:: How to complete this task ::
In the records below, tally the lines that contain the word "while" and give only that number.

:: Collected data ::
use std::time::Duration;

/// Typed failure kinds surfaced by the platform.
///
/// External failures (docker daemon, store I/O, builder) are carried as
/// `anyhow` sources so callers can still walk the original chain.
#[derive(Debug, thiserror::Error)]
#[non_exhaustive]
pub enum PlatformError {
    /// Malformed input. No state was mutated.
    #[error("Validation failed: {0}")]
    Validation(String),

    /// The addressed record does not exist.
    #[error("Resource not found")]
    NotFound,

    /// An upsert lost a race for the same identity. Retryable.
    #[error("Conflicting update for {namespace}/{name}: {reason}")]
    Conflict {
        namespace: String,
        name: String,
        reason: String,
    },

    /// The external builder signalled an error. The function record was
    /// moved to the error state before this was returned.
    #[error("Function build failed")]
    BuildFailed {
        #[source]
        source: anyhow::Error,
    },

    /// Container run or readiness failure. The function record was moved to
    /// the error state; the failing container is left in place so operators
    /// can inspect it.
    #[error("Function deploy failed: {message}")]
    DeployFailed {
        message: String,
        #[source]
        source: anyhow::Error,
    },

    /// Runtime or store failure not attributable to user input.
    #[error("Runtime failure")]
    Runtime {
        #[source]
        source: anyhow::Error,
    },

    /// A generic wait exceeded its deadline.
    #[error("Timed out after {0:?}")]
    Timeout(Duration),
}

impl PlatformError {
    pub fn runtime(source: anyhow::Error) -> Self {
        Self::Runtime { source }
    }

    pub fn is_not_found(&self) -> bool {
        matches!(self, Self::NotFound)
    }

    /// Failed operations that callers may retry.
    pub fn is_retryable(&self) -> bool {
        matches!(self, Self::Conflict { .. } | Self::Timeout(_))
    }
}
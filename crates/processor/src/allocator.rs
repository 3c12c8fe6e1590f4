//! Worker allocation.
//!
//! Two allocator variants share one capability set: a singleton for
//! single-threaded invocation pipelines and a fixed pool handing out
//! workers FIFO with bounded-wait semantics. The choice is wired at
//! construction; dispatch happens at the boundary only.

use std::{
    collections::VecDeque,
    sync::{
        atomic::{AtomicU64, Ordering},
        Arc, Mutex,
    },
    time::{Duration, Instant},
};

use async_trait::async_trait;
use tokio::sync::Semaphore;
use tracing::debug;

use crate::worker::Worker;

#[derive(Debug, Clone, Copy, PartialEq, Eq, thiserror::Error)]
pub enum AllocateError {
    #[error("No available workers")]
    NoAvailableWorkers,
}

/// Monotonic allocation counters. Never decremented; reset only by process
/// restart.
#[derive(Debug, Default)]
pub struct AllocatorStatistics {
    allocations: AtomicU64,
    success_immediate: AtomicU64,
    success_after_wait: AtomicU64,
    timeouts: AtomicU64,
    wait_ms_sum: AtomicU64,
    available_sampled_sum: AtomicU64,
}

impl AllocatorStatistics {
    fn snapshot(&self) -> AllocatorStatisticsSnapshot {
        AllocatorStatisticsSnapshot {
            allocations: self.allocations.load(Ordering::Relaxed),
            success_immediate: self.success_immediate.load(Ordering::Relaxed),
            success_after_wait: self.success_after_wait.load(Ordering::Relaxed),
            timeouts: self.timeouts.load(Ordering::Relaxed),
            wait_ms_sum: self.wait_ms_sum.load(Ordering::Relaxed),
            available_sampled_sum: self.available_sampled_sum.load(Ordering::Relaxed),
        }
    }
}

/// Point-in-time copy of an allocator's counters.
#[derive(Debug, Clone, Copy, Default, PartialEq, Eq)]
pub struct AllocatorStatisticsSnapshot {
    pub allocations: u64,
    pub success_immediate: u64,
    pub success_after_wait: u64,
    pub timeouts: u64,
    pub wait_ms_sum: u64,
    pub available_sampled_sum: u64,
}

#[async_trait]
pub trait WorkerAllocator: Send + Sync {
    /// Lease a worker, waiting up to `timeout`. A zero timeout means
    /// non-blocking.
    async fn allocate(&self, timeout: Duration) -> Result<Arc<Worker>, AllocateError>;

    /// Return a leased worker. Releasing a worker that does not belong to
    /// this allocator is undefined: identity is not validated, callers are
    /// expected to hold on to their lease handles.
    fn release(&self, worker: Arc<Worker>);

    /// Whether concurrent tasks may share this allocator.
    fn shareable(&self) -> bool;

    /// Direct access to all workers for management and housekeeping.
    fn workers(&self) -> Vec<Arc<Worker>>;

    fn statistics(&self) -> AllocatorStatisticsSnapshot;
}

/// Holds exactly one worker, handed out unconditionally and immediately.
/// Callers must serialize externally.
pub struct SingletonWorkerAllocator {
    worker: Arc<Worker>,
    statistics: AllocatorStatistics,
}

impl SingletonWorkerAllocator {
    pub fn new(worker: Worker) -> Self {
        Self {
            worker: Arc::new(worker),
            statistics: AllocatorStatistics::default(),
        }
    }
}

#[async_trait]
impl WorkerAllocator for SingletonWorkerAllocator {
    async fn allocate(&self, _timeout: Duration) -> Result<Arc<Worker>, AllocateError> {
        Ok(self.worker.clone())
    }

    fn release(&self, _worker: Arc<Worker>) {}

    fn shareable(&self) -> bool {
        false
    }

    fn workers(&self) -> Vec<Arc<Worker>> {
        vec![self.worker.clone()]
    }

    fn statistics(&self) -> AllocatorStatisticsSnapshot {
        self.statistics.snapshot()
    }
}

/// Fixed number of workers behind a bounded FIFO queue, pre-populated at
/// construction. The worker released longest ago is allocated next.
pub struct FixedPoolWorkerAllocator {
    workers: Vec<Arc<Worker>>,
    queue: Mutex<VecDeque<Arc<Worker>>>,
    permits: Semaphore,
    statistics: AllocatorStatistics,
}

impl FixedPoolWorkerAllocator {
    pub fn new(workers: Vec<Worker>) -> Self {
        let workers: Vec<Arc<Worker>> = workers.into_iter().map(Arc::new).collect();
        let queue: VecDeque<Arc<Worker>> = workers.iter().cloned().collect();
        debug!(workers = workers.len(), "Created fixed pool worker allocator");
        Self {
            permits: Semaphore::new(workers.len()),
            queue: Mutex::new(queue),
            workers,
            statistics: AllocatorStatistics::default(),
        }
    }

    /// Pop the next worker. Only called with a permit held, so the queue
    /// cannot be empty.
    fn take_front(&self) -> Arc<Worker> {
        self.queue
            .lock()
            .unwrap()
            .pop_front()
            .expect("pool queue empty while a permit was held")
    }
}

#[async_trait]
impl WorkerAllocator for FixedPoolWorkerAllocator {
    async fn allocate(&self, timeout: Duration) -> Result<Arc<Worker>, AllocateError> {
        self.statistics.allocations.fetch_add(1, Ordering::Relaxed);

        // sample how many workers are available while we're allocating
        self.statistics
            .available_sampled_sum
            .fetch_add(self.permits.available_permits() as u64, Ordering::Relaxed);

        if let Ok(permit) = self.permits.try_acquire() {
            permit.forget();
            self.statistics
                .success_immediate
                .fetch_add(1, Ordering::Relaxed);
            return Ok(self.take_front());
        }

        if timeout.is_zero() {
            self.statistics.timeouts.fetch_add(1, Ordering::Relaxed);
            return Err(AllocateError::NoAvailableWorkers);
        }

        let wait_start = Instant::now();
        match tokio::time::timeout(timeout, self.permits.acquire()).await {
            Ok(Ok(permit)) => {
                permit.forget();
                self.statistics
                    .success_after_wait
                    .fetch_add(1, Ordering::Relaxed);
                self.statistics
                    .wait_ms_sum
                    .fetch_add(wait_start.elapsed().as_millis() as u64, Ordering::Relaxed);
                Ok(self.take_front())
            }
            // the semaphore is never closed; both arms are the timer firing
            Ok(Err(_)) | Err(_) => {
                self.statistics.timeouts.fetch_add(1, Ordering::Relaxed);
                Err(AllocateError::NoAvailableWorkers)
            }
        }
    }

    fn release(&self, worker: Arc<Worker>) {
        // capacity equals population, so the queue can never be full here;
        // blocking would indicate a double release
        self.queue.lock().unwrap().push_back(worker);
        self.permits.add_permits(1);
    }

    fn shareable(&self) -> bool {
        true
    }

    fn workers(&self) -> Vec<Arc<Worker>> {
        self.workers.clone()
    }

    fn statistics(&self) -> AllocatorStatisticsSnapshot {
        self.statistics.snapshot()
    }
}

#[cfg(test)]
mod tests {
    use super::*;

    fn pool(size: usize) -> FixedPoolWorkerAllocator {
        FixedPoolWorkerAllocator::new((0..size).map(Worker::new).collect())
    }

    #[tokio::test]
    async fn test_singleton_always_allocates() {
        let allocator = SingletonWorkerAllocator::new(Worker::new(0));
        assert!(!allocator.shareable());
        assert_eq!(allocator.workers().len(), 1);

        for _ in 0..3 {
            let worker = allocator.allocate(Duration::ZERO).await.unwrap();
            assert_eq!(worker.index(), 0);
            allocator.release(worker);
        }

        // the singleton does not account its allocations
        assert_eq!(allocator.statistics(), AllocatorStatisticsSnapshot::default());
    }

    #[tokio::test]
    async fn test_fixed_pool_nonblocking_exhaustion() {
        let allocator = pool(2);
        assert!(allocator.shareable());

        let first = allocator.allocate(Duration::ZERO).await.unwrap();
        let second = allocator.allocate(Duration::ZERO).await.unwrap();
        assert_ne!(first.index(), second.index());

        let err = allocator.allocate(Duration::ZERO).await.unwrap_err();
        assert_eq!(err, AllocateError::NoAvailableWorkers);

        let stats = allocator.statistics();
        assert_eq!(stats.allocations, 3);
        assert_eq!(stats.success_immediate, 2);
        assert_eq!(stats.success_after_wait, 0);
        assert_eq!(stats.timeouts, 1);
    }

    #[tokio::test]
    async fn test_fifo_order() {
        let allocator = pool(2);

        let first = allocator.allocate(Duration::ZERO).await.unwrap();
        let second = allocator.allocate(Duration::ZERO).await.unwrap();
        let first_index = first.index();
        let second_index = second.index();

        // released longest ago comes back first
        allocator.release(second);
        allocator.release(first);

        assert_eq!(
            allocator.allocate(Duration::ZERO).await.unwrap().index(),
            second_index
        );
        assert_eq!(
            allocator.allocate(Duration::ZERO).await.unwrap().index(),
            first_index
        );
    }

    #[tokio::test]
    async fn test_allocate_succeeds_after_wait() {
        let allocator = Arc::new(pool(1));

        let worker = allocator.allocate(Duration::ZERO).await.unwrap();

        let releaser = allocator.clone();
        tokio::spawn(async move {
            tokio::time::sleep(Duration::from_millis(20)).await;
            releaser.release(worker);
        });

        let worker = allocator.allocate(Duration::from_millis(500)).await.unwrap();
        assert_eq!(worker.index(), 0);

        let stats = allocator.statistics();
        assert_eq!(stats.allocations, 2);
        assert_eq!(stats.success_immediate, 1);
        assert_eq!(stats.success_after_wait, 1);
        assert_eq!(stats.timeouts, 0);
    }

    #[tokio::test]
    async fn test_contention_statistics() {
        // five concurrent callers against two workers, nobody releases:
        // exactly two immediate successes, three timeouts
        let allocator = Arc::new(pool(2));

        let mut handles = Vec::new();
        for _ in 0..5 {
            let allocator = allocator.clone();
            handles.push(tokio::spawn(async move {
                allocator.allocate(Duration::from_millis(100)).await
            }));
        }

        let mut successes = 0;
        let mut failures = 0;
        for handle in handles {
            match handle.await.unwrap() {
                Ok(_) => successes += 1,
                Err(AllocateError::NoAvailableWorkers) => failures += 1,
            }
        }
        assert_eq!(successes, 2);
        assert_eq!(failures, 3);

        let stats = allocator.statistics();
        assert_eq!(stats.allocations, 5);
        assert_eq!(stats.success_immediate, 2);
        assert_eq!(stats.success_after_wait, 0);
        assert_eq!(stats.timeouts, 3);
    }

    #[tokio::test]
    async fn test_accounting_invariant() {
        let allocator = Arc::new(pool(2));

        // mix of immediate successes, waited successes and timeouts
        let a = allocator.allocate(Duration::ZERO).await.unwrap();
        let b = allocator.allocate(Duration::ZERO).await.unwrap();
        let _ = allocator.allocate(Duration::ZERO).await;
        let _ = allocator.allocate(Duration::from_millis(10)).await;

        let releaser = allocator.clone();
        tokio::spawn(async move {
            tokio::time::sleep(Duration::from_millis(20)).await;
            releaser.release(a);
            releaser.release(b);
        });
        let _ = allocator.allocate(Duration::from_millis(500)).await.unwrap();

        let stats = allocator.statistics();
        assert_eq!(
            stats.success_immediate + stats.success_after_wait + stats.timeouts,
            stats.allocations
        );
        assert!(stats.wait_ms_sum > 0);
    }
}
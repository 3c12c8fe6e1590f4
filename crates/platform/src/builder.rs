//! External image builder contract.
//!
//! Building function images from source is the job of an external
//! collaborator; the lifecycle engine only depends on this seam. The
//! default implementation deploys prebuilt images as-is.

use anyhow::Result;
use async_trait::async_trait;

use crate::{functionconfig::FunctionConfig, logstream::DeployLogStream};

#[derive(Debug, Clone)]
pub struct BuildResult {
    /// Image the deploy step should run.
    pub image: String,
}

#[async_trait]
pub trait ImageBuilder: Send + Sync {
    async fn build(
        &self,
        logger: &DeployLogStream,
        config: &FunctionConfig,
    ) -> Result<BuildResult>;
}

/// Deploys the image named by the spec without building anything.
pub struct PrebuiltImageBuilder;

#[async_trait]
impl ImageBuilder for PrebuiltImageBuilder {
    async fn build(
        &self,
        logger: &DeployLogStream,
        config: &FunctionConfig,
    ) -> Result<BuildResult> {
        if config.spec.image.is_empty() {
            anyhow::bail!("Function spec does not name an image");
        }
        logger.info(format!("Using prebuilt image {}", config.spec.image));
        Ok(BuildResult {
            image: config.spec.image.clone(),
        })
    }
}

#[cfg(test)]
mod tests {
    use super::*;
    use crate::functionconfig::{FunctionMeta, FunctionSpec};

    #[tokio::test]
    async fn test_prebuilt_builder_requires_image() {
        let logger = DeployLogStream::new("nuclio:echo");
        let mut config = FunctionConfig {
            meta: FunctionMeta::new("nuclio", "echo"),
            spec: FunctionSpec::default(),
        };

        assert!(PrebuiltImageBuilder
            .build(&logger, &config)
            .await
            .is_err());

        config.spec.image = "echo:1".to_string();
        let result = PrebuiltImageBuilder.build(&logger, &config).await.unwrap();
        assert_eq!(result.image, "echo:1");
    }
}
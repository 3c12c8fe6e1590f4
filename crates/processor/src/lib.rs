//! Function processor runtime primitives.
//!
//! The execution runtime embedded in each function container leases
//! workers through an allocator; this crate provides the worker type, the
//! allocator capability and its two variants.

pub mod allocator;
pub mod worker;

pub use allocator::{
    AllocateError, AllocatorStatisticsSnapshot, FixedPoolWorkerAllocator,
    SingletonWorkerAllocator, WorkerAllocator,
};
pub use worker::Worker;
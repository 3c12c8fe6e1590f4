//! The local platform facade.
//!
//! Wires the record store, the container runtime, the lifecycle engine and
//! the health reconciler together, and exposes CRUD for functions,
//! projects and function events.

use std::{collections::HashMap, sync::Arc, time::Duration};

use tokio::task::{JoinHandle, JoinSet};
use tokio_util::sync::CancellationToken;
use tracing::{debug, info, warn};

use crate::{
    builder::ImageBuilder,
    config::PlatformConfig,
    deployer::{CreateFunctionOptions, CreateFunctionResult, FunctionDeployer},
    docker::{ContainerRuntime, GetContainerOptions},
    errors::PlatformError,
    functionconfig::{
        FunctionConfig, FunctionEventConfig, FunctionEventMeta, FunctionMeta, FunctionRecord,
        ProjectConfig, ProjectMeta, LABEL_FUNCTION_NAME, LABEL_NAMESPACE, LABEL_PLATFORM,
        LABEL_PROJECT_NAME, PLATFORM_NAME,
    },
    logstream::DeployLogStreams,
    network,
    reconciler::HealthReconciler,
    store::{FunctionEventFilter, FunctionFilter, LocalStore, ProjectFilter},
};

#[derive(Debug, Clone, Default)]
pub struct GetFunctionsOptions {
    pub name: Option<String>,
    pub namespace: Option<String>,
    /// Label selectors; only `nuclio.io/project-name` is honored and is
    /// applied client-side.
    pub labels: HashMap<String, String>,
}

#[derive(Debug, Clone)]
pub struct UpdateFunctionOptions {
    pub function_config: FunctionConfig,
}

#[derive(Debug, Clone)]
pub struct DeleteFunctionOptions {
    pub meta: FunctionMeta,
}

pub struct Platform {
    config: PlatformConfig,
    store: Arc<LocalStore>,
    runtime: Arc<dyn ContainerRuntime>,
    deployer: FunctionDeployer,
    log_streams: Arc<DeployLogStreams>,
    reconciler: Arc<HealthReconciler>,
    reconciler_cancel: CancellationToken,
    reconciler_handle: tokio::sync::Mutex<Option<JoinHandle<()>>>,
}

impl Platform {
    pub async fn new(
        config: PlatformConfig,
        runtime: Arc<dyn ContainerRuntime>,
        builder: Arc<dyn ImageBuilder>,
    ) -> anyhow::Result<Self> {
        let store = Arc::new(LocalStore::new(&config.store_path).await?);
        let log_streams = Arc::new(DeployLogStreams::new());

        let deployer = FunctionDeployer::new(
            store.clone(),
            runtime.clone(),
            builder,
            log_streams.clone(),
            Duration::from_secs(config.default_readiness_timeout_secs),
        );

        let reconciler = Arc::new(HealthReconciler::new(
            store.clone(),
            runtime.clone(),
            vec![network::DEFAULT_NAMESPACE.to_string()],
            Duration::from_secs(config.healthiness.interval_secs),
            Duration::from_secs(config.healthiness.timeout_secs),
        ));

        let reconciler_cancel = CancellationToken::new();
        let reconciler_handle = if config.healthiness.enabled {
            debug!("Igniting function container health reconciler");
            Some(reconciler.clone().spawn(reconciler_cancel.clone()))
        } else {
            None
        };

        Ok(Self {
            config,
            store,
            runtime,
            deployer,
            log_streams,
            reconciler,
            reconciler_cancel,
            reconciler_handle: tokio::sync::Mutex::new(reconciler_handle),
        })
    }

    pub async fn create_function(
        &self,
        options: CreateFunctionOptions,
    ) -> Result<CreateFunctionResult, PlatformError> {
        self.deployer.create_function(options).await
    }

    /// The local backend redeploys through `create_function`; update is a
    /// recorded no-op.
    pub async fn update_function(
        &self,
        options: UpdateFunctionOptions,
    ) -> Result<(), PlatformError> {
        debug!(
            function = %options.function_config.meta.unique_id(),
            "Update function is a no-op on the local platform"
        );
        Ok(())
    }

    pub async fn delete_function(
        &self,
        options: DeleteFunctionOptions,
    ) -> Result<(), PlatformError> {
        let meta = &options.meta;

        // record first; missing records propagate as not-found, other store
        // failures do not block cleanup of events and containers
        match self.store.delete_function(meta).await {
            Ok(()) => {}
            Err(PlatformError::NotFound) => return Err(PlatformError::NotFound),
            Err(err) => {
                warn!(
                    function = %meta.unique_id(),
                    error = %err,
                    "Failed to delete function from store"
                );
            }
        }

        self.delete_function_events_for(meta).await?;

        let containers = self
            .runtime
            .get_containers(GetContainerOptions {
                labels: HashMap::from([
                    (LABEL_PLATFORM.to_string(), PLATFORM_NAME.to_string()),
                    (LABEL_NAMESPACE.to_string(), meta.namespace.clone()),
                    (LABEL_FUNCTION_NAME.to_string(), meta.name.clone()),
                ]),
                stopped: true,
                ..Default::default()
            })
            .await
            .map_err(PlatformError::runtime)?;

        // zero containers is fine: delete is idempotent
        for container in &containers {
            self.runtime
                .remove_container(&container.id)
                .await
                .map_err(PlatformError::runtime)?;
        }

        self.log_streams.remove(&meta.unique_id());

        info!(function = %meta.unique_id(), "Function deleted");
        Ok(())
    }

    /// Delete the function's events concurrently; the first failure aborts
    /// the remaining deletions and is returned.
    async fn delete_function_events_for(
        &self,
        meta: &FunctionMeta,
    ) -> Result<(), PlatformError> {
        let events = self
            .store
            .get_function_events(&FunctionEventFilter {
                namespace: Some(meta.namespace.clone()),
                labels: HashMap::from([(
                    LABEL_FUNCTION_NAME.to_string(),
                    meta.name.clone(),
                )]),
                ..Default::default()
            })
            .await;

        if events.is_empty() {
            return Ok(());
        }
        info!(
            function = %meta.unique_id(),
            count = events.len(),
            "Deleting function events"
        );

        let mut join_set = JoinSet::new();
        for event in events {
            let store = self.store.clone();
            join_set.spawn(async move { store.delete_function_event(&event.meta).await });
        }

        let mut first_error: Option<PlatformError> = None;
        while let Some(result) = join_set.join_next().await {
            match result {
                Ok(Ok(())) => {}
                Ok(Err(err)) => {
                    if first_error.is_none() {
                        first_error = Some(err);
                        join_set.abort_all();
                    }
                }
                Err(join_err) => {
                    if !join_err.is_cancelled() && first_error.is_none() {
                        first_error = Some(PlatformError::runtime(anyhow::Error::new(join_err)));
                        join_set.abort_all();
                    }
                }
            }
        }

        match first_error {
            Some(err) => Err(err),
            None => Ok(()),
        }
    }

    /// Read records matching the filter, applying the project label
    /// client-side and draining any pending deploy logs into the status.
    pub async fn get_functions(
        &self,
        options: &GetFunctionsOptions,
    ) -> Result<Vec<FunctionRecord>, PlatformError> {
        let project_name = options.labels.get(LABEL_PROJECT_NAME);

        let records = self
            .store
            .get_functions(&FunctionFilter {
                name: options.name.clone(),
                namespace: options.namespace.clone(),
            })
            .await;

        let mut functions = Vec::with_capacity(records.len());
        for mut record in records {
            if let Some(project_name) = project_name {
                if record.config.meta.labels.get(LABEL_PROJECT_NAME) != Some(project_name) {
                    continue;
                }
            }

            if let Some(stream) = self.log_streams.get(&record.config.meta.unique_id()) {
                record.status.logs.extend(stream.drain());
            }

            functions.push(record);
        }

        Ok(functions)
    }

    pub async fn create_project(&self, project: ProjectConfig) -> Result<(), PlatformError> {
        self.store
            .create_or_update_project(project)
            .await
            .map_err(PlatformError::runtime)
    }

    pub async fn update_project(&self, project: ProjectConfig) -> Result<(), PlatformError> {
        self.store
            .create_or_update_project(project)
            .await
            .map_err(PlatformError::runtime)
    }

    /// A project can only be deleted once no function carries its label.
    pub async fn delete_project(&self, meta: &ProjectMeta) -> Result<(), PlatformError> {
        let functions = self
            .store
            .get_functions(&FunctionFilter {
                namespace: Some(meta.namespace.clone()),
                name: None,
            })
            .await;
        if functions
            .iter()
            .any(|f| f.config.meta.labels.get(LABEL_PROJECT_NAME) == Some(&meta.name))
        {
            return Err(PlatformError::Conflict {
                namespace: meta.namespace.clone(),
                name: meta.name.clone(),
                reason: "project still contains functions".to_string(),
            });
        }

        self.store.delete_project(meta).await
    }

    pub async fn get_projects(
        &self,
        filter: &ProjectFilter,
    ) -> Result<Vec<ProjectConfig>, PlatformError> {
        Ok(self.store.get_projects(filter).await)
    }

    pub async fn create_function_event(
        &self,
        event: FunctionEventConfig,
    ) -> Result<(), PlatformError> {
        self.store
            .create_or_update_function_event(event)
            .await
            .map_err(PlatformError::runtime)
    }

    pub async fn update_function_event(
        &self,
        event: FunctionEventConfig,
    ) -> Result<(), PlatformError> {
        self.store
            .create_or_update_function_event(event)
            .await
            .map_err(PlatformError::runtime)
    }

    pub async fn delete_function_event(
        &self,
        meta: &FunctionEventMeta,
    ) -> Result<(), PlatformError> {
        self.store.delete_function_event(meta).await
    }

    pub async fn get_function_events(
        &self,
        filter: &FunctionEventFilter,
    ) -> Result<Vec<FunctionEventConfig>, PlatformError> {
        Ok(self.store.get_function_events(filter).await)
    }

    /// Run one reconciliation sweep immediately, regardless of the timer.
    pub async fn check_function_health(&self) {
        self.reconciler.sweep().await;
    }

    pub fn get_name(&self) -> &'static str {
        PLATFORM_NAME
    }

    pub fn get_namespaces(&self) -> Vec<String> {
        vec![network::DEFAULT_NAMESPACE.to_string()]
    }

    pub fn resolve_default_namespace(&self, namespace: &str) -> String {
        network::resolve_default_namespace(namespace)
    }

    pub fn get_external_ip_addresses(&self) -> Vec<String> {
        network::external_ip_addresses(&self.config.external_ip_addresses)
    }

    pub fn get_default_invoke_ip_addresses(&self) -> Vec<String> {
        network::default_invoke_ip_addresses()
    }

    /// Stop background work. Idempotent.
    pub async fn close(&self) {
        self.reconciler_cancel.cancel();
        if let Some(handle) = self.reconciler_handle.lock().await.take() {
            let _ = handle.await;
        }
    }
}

:: Solution for this problem ::
3